The ‘mgr Changing Tides Garden’
We found this garden to be very evocative. Tucked away in the leafy heart of the Ranelagh Gardens area of the show, it’s difficult to capture anything other than a woodland feel, but this clever container garden transported us to the windswept coastal margins. With Derek Jarman’s garden at Prospect Cottage in Dungeness firmly on our ‘must-visit’ list, we’re fascinated by the resilient plants which find a way to burst into colourful life in even the most challenging of conditions. The Changing Tides garden, designed by Lucy Mitchell, perfectly illustrated this unstoppable life force, feeling verdant and relaxing. We loved the use of ‘beachy’ recycled materials, including the reclaimed timber groyne backdrop, and the crushed whelk shells used as a planting medium. A well-deserved gold medal garden for this garden.

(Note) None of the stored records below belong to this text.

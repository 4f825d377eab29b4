use axum::{
    routing::{get, post},
    Router,
};
use tower_http::trace::TraceLayer;

use super::handlers;
use super::state::AppState;

/// Create the HTTP router with all routes
pub fn create_router(state: AppState) -> Router {
    Router::new()
        // Health check
        .route("/health", get(handlers::health_check))
        // Transcription
        .route("/transcribe", post(handlers::transcribe))
        // Dialogues and messages
        .route(
            "/dialogues",
            post(handlers::create_dialogue).get(handlers::list_dialogues),
        )
        .route(
            "/dialogues/:dialogue_id/messages",
            post(handlers::send_message).get(handlers::get_messages),
        )
        .route(
            "/dialogues/:dialogue_id/voice",
            post(handlers::send_voice_message),
        )
        .route("/dialogues/:dialogue_id/end", post(handlers::end_dialogue))
        // Live message stream (one session per connection)
        .route("/stream", get(handlers::stream_messages))
        // Billing
        .route("/balance", get(handlers::get_balance))
        .route("/transactions", get(handlers::get_transactions))
        .route("/transactions/topup", post(handlers::top_up))
        // Add tracing middleware for request logging
        .layer(TraceLayer::new_for_http())
        .with_state(state)
}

The Surreal Succulents stand
We’re suckers for succulents, and every year the Surreal Succulents stand in the Great Pavilion is a must-visit. Since the team there provided an array of gorgeous planting for our Chelsea stand back in 2019, they’ve been very much on our radar. Every year the stand looks like some kind of sci-fi landscape, with otherworldly plants looming on towering stalks, cascading over the sides of their planters, and reaching out spikily. The array of shapes, colours and textures is always inspiring, and makes us feel a little like a kid in a sweet shop. This year’s display once again won the Surreal Succulent team a gold medal to take home to Cornwall. And yes, we may have come away with one or two new succulent babies to take home ourselves!

And then it was all over, with the gardens being dismantled to go to their new lives, and tired but happy visitors carrying, wheeling, or dragging their purchases back to the Tube. We're already looking forward to our return next year!